**Task description**
The answer is a number and nothing else: the count of lines in these entries containing the word "clone".

....................

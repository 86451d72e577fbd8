//! Builders turning derived series into panel drawings.

use crate::pipeline::SymbolSeries;
use chrono::{DateTime, NaiveDateTime};
use tapeview_domain::services::stats::{secondary_y_limits, volume_y_limits};
use tapeview_domain::value_objects::drawing::{
    palette, AxisLabel, Candle, DivergingBar, HAlign, LegendEntry, PanelDrawing, PanelId,
    Primitive, Rgb, TextAnchor,
};
use tapeview_domain::value_objects::indicator_row::IndicatorRow;
use tapeview_domain::value_objects::quote::{ChangeDirection, Quote};

pub const PLACEHOLDER: &str = "...";
pub const RSI_Y_LIMITS: [f64; 2] = [-5.0, 105.0];
pub const RSI_REFERENCE_LINES: [(f64, Rgb); 3] = [
    (30.0, palette::REF_LOW),
    (50.0, palette::REF_MID),
    (70.0, palette::REF_HIGH),
];
const CANDLE_WIDTH: f64 = 0.4;
const VOLUME_BAR_WIDTH: f64 = 1.0;

/// `[-0.5, max(N - 1, 0) + 0.5]`; the volume and RSI panels reuse these verbatim.
pub fn primary_x_limits(rows: usize) -> [f64; 2] {
    [-0.5, rows.saturating_sub(1) as f64 + 0.5]
}

pub fn change_color(direction: ChangeDirection) -> Rgb {
    match direction {
        ChangeDirection::Up => palette::UP,
        ChangeDirection::Down => palette::DOWN,
    }
}

fn text(x: f64, y: f64, text: impl Into<String>, color: Rgb, align: HAlign) -> Primitive {
    Primitive::Text {
        anchor: TextAnchor { x, y },
        text: text.into(),
        color,
        align,
        bold: true,
    }
}

/// Price and change texts, or placeholders when the symbol has no parsed tick.
fn quote_texts(quote: Option<&Quote>) -> (String, String, Rgb) {
    match quote {
        Some(q) => (q.price_text(), q.change.clone(), change_color(q.direction)),
        None => (PLACEHOLDER.to_string(), PLACEHOLDER.to_string(), palette::TEXT),
    }
}

pub fn format_wall_clock(wall_clock: NaiveDateTime) -> String {
    wall_clock.format("%Y-%m-%d %H:%M:%S").to_string()
}

fn hh_mm(timestamp: i64) -> String {
    DateTime::from_timestamp(timestamp, 0)
        .map(|dt| dt.format("%H:%M").to_string())
        .unwrap_or_default()
}

pub fn primary_panel(series: &SymbolSeries, wall_clock: &str, x_limits: [f64; 2]) -> PanelDrawing {
    let mut panel = PanelDrawing::new(PanelId::Primary);
    panel.axes.x_limits = Some(x_limits);
    panel.axes.show_x = false;
    panel.axes.grid = true;

    let x = |row: &IndicatorRow| row.bar_index as f64;
    panel.push(Primitive::Candles {
        candles: series
            .rows
            .iter()
            .map(|row| Candle {
                x: x(row),
                open: row.bar.open,
                high: row.bar.high,
                low: row.bar.low,
                close: row.bar.close,
            })
            .collect(),
        width: CANDLE_WIDTH,
        up: palette::UP,
        down: palette::DOWN,
    });

    let overlays: [(&str, Rgb, Vec<(f64, f64)>); 3] = [
        ("5 bar SMA", palette::MA5, series.rows.iter().map(|r| (x(r), r.ma5)).collect()),
        ("10 bar SMA", palette::MA10, series.rows.iter().map(|r| (x(r), r.ma10)).collect()),
        ("20 bar SMA", palette::MA20, series.rows.iter().map(|r| (x(r), r.ma20)).collect()),
    ];
    let mut legend = Vec::with_capacity(overlays.len());
    for (label, color, points) in overlays {
        legend.push(LegendEntry {
            label: label.to_string(),
            color,
        });
        panel.push(Primitive::Line {
            points,
            color,
            label: Some(label.to_string()),
        });
    }
    panel.push(Primitive::Legend { entries: legend });

    let (price, change, change_rgb) = quote_texts(series.quote.as_ref());
    panel.push(text(0.005, 0.98, series.label.clone(), palette::LABEL, HAlign::Left));
    panel.push(text(0.35, 0.98, price, palette::TEXT, HAlign::Center));
    panel.push(text(0.75, 0.98, change, change_rgb, HAlign::Center));
    panel.push(text(0.995, 0.98, wall_clock, palette::TEXT, HAlign::Right));
    panel
}

pub fn secondary_panel(slot: u8, series: &SymbolSeries) -> PanelDrawing {
    let mut panel = PanelDrawing::new(PanelId::Secondary(slot));
    panel.axes.show_x = false;
    panel.axes.show_y = false;

    let closes = series.closes();
    panel.axes.y_limits = secondary_y_limits(&closes);
    panel.push(Primitive::Line {
        points: series
            .rows
            .iter()
            .map(|row| (row.bar_index as f64, row.bar.close))
            .collect(),
        color: palette::TEXT,
        label: None,
    });

    let (price, change, change_rgb) = quote_texts(series.quote.as_ref());
    panel.push(text(0.02, 0.95, series.label.clone(), palette::LABEL, HAlign::Left));
    panel.push(text(0.25, 0.95, price, palette::TEXT, HAlign::Left));
    panel.push(text(0.5, 0.95, change, change_rgb, HAlign::Left));
    panel
}

/// `volume_diff` bars of the primary symbol, coloured by candle direction.
pub fn volume_panel(series: &SymbolSeries, x_limits: [f64; 2]) -> PanelDrawing {
    let mut panel = PanelDrawing::new(PanelId::Volume);
    panel.axes.x_limits = Some(x_limits);
    panel.axes.show_x = false;
    panel.axes.show_y = false;
    panel.axes.grid = true;

    let diffs: Vec<f64> = series.rows.iter().map(|row| row.volume_diff).collect();
    panel.axes.y_limits = volume_y_limits(&diffs);
    panel.push(Primitive::Bars {
        bars: series
            .rows
            .iter()
            .map(|row| DivergingBar {
                x: row.bar_index as f64,
                value: row.volume_diff,
                color: if row.bar.is_up() {
                    palette::UP
                } else {
                    palette::DOWN
                },
            })
            .collect(),
        width: VOLUME_BAR_WIDTH,
    });

    let volume = series
        .quote
        .as_ref()
        .map_or_else(|| PLACEHOLDER.to_string(), Quote::volume_text);
    panel.push(text(0.01, 0.95, format!("Volume: {volume}"), palette::TEXT, HAlign::Left));
    panel
}

pub fn rsi_label(latest: Option<f64>) -> String {
    match latest {
        Some(rsi) => format!("RSI(14): {rsi:.2}"),
        None => format!("RSI(14): {PLACEHOLDER}"),
    }
}

pub fn rsi_panel(series: &SymbolSeries, x_limits: [f64; 2]) -> PanelDrawing {
    let mut panel = PanelDrawing::new(PanelId::Rsi);
    panel.axes.x_limits = Some(x_limits);
    panel.axes.y_limits = Some(RSI_Y_LIMITS);
    panel.axes.show_y = false;
    panel.axes.grid = true;
    panel.axes.x_labels = series
        .rows
        .iter()
        .map(|row| AxisLabel {
            x: row.bar_index as f64,
            text: hh_mm(row.bar.bucket_start),
        })
        .collect();

    for (y, color) in RSI_REFERENCE_LINES {
        panel.push(Primitive::HLine { y, color });
    }
    panel.push(Primitive::Line {
        points: series
            .rows
            .iter()
            .map(|row| (row.bar_index as f64, row.rsi14))
            .collect(),
        color: palette::RSI,
        label: None,
    });
    panel.push(text(0.01, 0.95, rsi_label(series.latest_rsi()), palette::TEXT, HAlign::Left));
    panel
}

#[cfg(test)]
mod tests {
    use super::*;
    use tapeview_domain::value_objects::bar::OhlcBar;
    use tapeview_domain::value_objects::symbol::SymbolSlot;

    fn row(idx: usize, open: f64, close: f64, volume_diff: f64) -> IndicatorRow {
        IndicatorRow {
            bar: OhlcBar {
                bucket_start: 34_200 + idx as i64 * 60,
                open,
                high: open.max(close) + 1.0,
                low: open.min(close) - 1.0,
                close,
                volume_mean: 1_000.0,
            },
            ma5: close,
            ma10: close,
            ma20: close,
            rsi14: 55.5,
            volume_diff,
            bar_index: idx,
        }
    }

    fn series(rows: Vec<IndicatorRow>, change: Option<&str>) -> SymbolSeries {
        let mut series = SymbolSeries::empty(&SymbolSlot::new("AAPL", 0));
        series.quote = change.map(|c| Quote {
            timestamp: 0,
            price: 178.25,
            change: c.to_string(),
            direction: ChangeDirection::from_change(c),
            volume: 64_598_200.0,
        });
        series.rows = rows;
        series
    }

    #[test]
    fn x_limits_pad_half_a_bar() {
        assert_eq!(primary_x_limits(0), [-0.5, 0.5]);
        assert_eq!(primary_x_limits(1), [-0.5, 0.5]);
        assert_eq!(primary_x_limits(10), [-0.5, 9.5]);
    }

    #[test]
    fn primary_header_colours_change_by_sign() {
        let s = series(vec![row(0, 1.0, 2.0, 0.0)], Some("-1.25 (-0.70%)"));
        let panel = primary_panel(&s, "2022-03-01 09:30:00", primary_x_limits(1));
        let texts: Vec<&str> = panel.texts().collect();
        assert_eq!(texts, ["AAPL", "178.25", "-1.25 (-0.70%)", "2022-03-01 09:30:00"]);

        let change_color_used = panel.primitives.iter().find_map(|p| match p {
            Primitive::Text { text, color, .. } if text.starts_with('-') => Some(*color),
            _ => None,
        });
        assert_eq!(change_color_used, Some(palette::DOWN));
    }

    #[test]
    fn volume_bars_colour_by_candle_direction() {
        let s = series(
            vec![row(0, 1.0, 2.0, 5.0), row(1, 2.0, 2.0, 3.0), row(2, 3.0, 1.0, 0.0)],
            Some("+1"),
        );
        let panel = volume_panel(&s, primary_x_limits(3));
        let Primitive::Bars { bars, .. } = &panel.primitives[0] else {
            panic!("expected bars");
        };
        let colors: Vec<Rgb> = bars.iter().map(|b| b.color).collect();
        assert_eq!(colors, [palette::UP, palette::DOWN, palette::DOWN]);
        assert_eq!(panel.axes.x_limits, Some([-0.5, 2.5]));
        assert!(!panel.axes.show_y);
        assert_eq!(panel.texts().last(), Some("Volume: 64,598,200"));
    }

    #[test]
    fn rsi_panel_has_reference_lines_and_time_labels() {
        let s = series(vec![row(0, 1.0, 2.0, 0.0), row(1, 2.0, 3.0, 1.0)], Some("+1"));
        let panel = rsi_panel(&s, primary_x_limits(2));
        assert_eq!(panel.axes.y_limits, Some([-5.0, 105.0]));
        let hlines: Vec<f64> = panel
            .primitives
            .iter()
            .filter_map(|p| match p {
                Primitive::HLine { y, .. } => Some(*y),
                _ => None,
            })
            .collect();
        assert_eq!(hlines, [30.0, 50.0, 70.0]);
        assert_eq!(panel.axes.x_labels[0].text, "09:30");
        assert_eq!(panel.axes.x_labels[1].text, "09:31");
        assert_eq!(panel.texts().last(), Some("RSI(14): 55.50"));
    }

    #[test]
    fn offset_timestamps_label_with_the_writers_wall_clock() {
        use tapeview_domain::services::tick_reader::parse_timestamp;

        let mut first = row(0, 1.0, 2.0, 0.0);
        first.bar.bucket_start = parse_timestamp("2022-03-01T09:30:00-05:00").expect("ts");
        let mut second = row(1, 2.0, 3.0, 1.0);
        second.bar.bucket_start = parse_timestamp("2022-03-01 09:31:00+0200").expect("ts");
        let panel = rsi_panel(&series(vec![first, second], Some("+1")), primary_x_limits(2));
        assert_eq!(panel.axes.x_labels[0].text, "09:30");
        assert_eq!(panel.axes.x_labels[1].text, "09:31");
    }

    #[test]
    fn empty_primary_falls_back_to_placeholders() {
        let s = series(Vec::new(), None);
        let rsi = rsi_panel(&s, primary_x_limits(0));
        assert_eq!(rsi.texts().last(), Some("RSI(14): ..."));

        let primary = primary_panel(&s, "now", primary_x_limits(0));
        assert!(primary.texts().any(|t| t == PLACEHOLDER));
        let volume = volume_panel(&s, primary_x_limits(0));
        assert_eq!(volume.texts().last(), Some("Volume: ..."));
        assert_eq!(volume.axes.y_limits, None);
    }

    #[test]
    fn secondary_panel_scales_to_its_own_closes() {
        let s = series(vec![row(0, 1.0, 10.0, 0.0), row(1, 1.0, 12.0, 1.0)], Some("+0.5"));
        let panel = secondary_panel(3, &s);
        assert_eq!(panel.id, PanelId::Secondary(3));
        let limits = panel.axes.y_limits.expect("two distinct closes");
        let sigma = 2.0_f64.sqrt();
        assert!((limits[0] - (10.0 - 0.5 * sigma)).abs() < 1e-9);
        assert!((limits[1] - (12.0 + 3.0 * sigma)).abs() < 1e-9);

        let flat = series(vec![row(0, 1.0, 10.0, 0.0), row(1, 1.0, 10.0, 1.0)], Some("+0.5"));
        assert_eq!(secondary_panel(3, &flat).axes.y_limits, None);
    }
}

....................

**Problem solution**
3